The Bank of Japan May Deliver a Surprise
Another factor to watch in the coming days is the Bank of Japan’s upcoming monetary policy meeting, scheduled for December 18–19, where a potential rate hike from the current 0.5% to 0.75% is on the table.
This expectation arises because, in recent weeks, BOJ members have emphasized the persistent weakness of the yen, while pointing out that some indicators suggest inflationary pressures could intensify. This has led markets to believe that the BOJ may be preparing to move gradually away from its ultra-low interest rate policy.
If upcoming communications confirm this shift and strengthen expectations for 2026, the yen could gain additional momentum. A rate hike would narrow the interest rate differential relative to other central banks, making yen-denominated fixed-income assets more attractive. This could support stronger demand for the Japanese currency and reinforce downward pressure on USD/JPY.
USD/JPY Technical Outlook

Source: StoneX, Tradingview
- Bearish Bias Strengthens: Since late November, USD/JPY has shown a consistent bearish bias, moving away from the aggressive bullish trendline that had held since October. Although the pair still retains a longer-term bullish trend, recent price action has begun forming lower highs, which could lead to the development of a short-term downtrend if selling pressure continues.
- RSI: The RSI line now shows a steady downward slope and has fallen to the center area of the 50 level. Continued movement below this threshold could signal a dominance of bearish momentum, potentially reinforcing selling pressure in the short term.

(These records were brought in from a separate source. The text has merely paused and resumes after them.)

//! The knight model: one directional line-sweep hazard.
//!
//! Each round owns four knights, one per cardinal direction. North/South
//! knights sweep a row; East/West knights sweep a column. A knight's
//! target line is assigned once per round from a `(side, steps)` pair:
//! `side` selects which half of the axis the line lies in and `steps` is
//! the distance from the center line, clamped to the board edge, so the
//! target is always one of the two non-center lines in that half.
//!
//! Paired knights on the same axis are initialized with opposite sides,
//! which is what guarantees their targets never coincide.

use knightfall_types::{Direction, KnightSnapshot};

/// Index of the center line on either axis of the 5x5 board.
const CENTER_LINE: u8 = 2;

/// Highest line index on either axis.
const LAST_LINE: u8 = 4;

/// A directional line-sweep hazard.
///
/// `target` is only meaningful after [`init`](Self::init) has been called
/// for the current round; `ready` stays `false` until [`arm`](Self::arm)
/// fires and is cleared again when the round finalizes.
#[derive(Debug, Clone, PartialEq)]
pub struct Knight {
    direction: Direction,
    target: Option<u8>,
    ready: bool,
    speed_multiplier: f64,
}

impl Knight {
    /// Create an inert knight for the given direction.
    ///
    /// The speed multiplier is copied from the round configuration; the
    /// renderer uses it to pace the sweep animation.
    pub const fn new(direction: Direction, speed_multiplier: f64) -> Self {
        Self {
            direction,
            target: None,
            ready: false,
            speed_multiplier,
        }
    }

    /// Assign this round's target line from a `(side, steps)` pair.
    ///
    /// `side` 0 selects the low half of the axis, anything else the high
    /// half; `steps` (1..=3) is the distance from the center line, clamped
    /// to the board. Arming is *not* done here; that happens in [`arm`](Self::arm).
    pub const fn init(&mut self, side: u8, steps: u8) {
        let target = if side == 0 {
            CENTER_LINE.saturating_sub(steps)
        } else {
            let line = CENTER_LINE.saturating_add(steps);
            if line > LAST_LINE { LAST_LINE } else { line }
        };
        self.target = Some(target);
    }

    /// Mark the knight as actively sweeping its line.
    ///
    /// Idempotent per round: arming an armed knight has no further effect.
    pub const fn arm(&mut self) {
        self.ready = true;
    }

    /// Stand the knight down (round end).
    pub const fn disarm(&mut self) {
        self.ready = false;
    }

    /// The direction this knight walks.
    pub const fn direction(&self) -> Direction {
        self.direction
    }

    /// The line index this knight will strike, once assigned.
    pub const fn target(&self) -> Option<u8> {
        self.target
    }

    /// Whether the knight is armed.
    pub const fn ready(&self) -> bool {
        self.ready
    }

    /// Published view of this knight.
    pub const fn snapshot(&self) -> KnightSnapshot {
        KnightSnapshot {
            direction: self.direction,
            axis: self.direction.sweep_axis(),
            target: self.target,
            ready: self.ready,
        }
    }
}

- MACD: The MACD histogram remains below zero, indicating that the strength of short-term moving averages continues to favor the bearish side. If the histogram drops further, bearish pressure could intensify in USD/JPY during the next sessions.
Key Levels:
- 158.207 – Key Resistance: This level corresponds to the annual highs and represents the most important bullish barrier for 2025. A sustained move above it could reactivate the aggressive bullish trendline observed in earlier weeks.
- 155.000 – Nearby Barrier: A psychological neutrality zone. If price remains around this area, a short-term sideways range may develop, increasing indecision in USD/JPY.
- 153.300 – Main Support: This level represents the most consistent neutrality zone in recent weeks and aligns with the 50-period moving average. A break below it could shift the balance of market forces and lead to a new short-term bearish trend, reinforcing selling pressure on USD/JPY.